Le 3 octobre 2016, des modifications à la Loi de l'impôt sur le revenu ont été annoncées; elles ont une incidence cruciale sur la capacité de certaines fiducies de se prévaloir de l'exemption pour résidence principale. Ces changements sont présentés plus en détail ci-dessous. Si votre plan successoral comprend une fiducie qui détient actuellement ou qui pourrait éventuellement détenir une résidence, et que cette fiducie :
- (a) n'est pas admissible aux fins fiscales comme fiducie en faveur de soi-même, fiducie au profit du conjoint de fait, fiducie au profit de l'époux, fiducie mixte au profit de l'époux ou du conjoint de fait ou fiducie admissible pour personne handicapée;
- (b) n'est pas une fiducie au profit d'un enfant mineur dont les parents sont décédés; ou
- (c) est une fiducie décrite au paragraphe (a) ou (b), mais ne prévoit pas expressément que le bénéficiaire principal puisse avoir le droit de faire usage ou de jouir d'une résidence détenue par la fiducie, et qu'il est possible que la fiducie fasse l'acquisition d'une résidence à compter du 3 octobre 2016;
il pourrait alors s'avérer judicieux d'apporter certains changements à votre plan successoral. Les modifications prendront effet pour l'année 2017 et les années d'imposition ultérieures. Par conséquent, si des changements doivent être apportés à votre plan successoral, il convient de procéder le plus rapidement possible.

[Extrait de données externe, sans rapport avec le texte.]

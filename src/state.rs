use crate::config::AppConfig;
use crate::error::AppError;
use crate::models::User;
use crate::services::Catalog;
use crate::wizard::TryOnSession;
use dioxus::prelude::*;

/// Session state shared by every screen through the context
#[derive(Clone, Copy)]
pub struct AppState {
    pub session: Signal<TryOnSession>,
    /// Set on sign-in, cleared on sign-out, never persisted
    pub user: Signal<Option<User>>,
    pub config: Signal<AppConfig>,
}

impl AppState {
    /// `load_config` runs once, on the first render
    pub fn provide(load_config: impl FnOnce() -> AppConfig) -> Self {
        use_context_provider(|| AppState {
            session: Signal::new(TryOnSession::new()),
            user: Signal::new(None),
            config: Signal::new(load_config()),
        })
    }

    pub fn is_admin(&self) -> bool {
        self.user.read().as_ref().is_some_and(|u| u.is_admin())
    }

    /// Catalog backend for the current configuration
    pub fn catalog(&self) -> Result<Catalog, AppError> {
        Catalog::from_config(&self.config.read())
    }

    pub fn user_email(&self) -> Option<String> {
        self.user.read().as_ref().map(|u| u.email.clone())
    }
}

pub fn use_app_state() -> AppState {
    use_context::<AppState>()
}
impl TryOnSession {
    pub fn new() -> Self {
        Self {
            step: WizardStep::SelectCategory,
            request: INITIAL_REQUEST,
            generated: None,
            pending: None,
            next_ticket: 1,
            last_error: None,
        }
    }

    pub fn step(&self) -> WizardStep {
        self.step
    }

    pub fn request(&self) -> &TryOnRequest {
        &self.request
    }

    pub fn generated(&self) -> Option<&GeneratedImage> {
        self.generated.as_ref()
    }

    pub fn last_error(&self) -> Option<&str> {
        self.last_error.as_deref()
    }

    pub fn is_submitting(&self) -> bool {
        self.pending.is_some()
    }

    fn expect_step(&self, allowed: &[WizardStep], action: &'static str) -> Result<(), WizardError> {
        if allowed.contains(&self.step) {
            Ok(())
        } else {
            Err(WizardError::InvalidTransition {
                from: self.step,
                action,
            })
        }
    }

    /// `SelectCategory → SelectGarment`. Re-picking on the garment step is allowed.
    pub fn select_category(&mut self, category: ProductCategory) -> Result<(), WizardError> {
        self.expect_step(
            &[WizardStep::SelectCategory, WizardStep::SelectGarment],
            "select a category",
        )?;

        self.request.gender = Some(category.gender);
        self.request.category = category.region;
        self.step = WizardStep::SelectGarment;
        log::debug!("Wizard: category {} selected", category);
        Ok(())
    }

    /// `SelectGarment → SelectHuman`. Replaces any previous garment.
    pub fn choose_garment(
        &mut self,
        image: ImageFile,
        description: Option<String>,
    ) -> Result<(), WizardError> {
        self.expect_step(&[WizardStep::SelectGarment], "choose a garment")?;
        if image.is_empty() {
            return Err(WizardError::MissingImage(ImageSlot::Garment));
        }

        self.request.garment_image = Some(image);
        if let Some(description) = description {
            self.request.garment_description = description;
        }
        self.step = WizardStep::SelectHuman;
        Ok(())
    }

    /// `SelectHuman → Generating`. Replaces any previous photo.
    pub fn confirm_human(&mut self, image: ImageFile) -> Result<(), WizardError> {
        self.expect_step(&[WizardStep::SelectHuman], "confirm a photo")?;
        if image.is_empty() {
            return Err(WizardError::MissingImage(ImageSlot::Human));
        }

        self.request.human_image = Some(image);
        self.step = WizardStep::Generating;
        Ok(())
    }

    pub fn set_description(&mut self, description: String) {
        self.request.garment_description = description;
    }

    pub fn set_params(&mut self, params: GenerationParams) {
        self.request.params = params;
    }

    /// Checks the preconditions of `Generating → Result` and hands out the
    /// request to send. Missing images are reported before anything else.
    pub fn prepare_submission(&mut self) -> Result<Submission, WizardError> {
        if let Some(slot) = self.request.missing_image() {
            let err = WizardError::MissingImage(slot);
            self.last_error = Some(err.user_message());
            return Err(err);
        }
        self.expect_step(&[WizardStep::Generating], "submit")?;
        if self.pending.is_some() {
            return Err(WizardError::SubmissionPending);
        }

        let ticket = self.next_ticket;
        self.next_ticket += 1;
        self.pending = Some(ticket);
        self.last_error = None;

        Ok(Submission {
            ticket,
            request: self.request.clone(),
        })
    }

    /// Stores the answer of the generation service for `ticket`
    pub fn complete_submission(
        &mut self,
        ticket: u64,
        result: Result<GeneratedImage, AppError>,
    ) -> SubmissionOutcome {
        if self.pending != Some(ticket) {
            log::debug!("Wizard: ignoring stale result for ticket {}", ticket);
            return SubmissionOutcome::Ignored;
        }
        self.pending = None;

        match result {
            Ok(image) => {
                self.generated = Some(image);
                self.step = WizardStep::Result;
                SubmissionOutcome::Stored
            }
            Err(e) => {
                log::warn!("Try-on generation failed: {}", e);
                let message = e.user_message();
                self.last_error = Some(message.clone());
                SubmissionOutcome::Failed(message)
            }
        }
    }

    /// One step back, keeping what was collected so far
    pub fn back(&mut self) -> Result<(), WizardError> {
        self.step = match self.step {
            WizardStep::SelectGarment => WizardStep::SelectCategory,
            WizardStep::SelectHuman => WizardStep::SelectGarment,
            WizardStep::Generating if self.pending.is_none() => WizardStep::SelectHuman,
            from => {
                return Err(WizardError::InvalidTransition {
                    from,
                    action: "go back",
                })
            }
        };
        self.last_error = None;
        Ok(())
    }

    /// Back to `SelectCategory` with every in-flight field cleared
    pub fn start_over(&mut self) {
        self.request = INITIAL_REQUEST;
        self.generated = None;
        self.pending = None;
        self.last_error = None;
        self.step = WizardStep::SelectCategory;
    }

    /// File name and image to save from the `Result` step
    pub fn download(&self) -> Result<(&'static str, &GeneratedImage), WizardError> {
        match (&self.step, &self.generated) {
            (WizardStep::Result, Some(image)) => Ok((DOWNLOAD_FILE_NAME, image)),
            _ => Err(WizardError::NoResult),
        }
    }
}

Règles actuelles – applicables en 2016 et pour les années d'imposition antérieures
Actuellement, une fiducie personnelle peut désigner aux fins fiscales un bien détenu en fiducie comme résidence principale pour une année.
Pour qu'une fiducie puisse se prévaloir de l'exemption pour résidence principale en ce qui concerne un bien dont elle est propriétaire, le bien doit être normalement habité par un « bénéficiaire déterminé » de la fiducie pour l'année, et aucune société de personnes ou société par actions ne doit avoir de droit de bénéficiaire dans la fiducie pour l'année. La Loi de l'impôt sur le revenu définit le terme « bénéficiaire déterminé » qui comprend un bénéficiaire de la fiducie qui a normalement habité le bien pendant l'année ou dont l'époux ou le conjoint de fait, l'ex-époux ou l'ex-conjoint de fait ou l'enfant a normalement habité le bien pendant l'année. Le terme « normalement habité » à ces fins est interprété de façon plutôt large et peut comprendre l'utilisation saisonnière d'un bien à des fins récréatives, comme un chalet.
La désignation du bien comme résidence principale par la fiducie pour une année fait en sorte que le bien est réputé être la résidence principale de chaque bénéficiaire déterminé de la fiducie pour cette année. En raison du fait que la Loi de l'impôt sur le revenu permet aux contribuables de désigner une seule résidence principale par unité familiale, l'époux et les enfants mineurs d'un bénéficiaire déterminé ne pourront non plus se prévaloir de l'exemption pour résidence principale en ce qui concerne un autre bien pour cette année.
Si la fiducie désigne le bien comme résidence principale pour les années dont elle en a été la propriétaire, les gains en capital de la fiducie découlant de la vente du bien seront alors exonérés d'impôt.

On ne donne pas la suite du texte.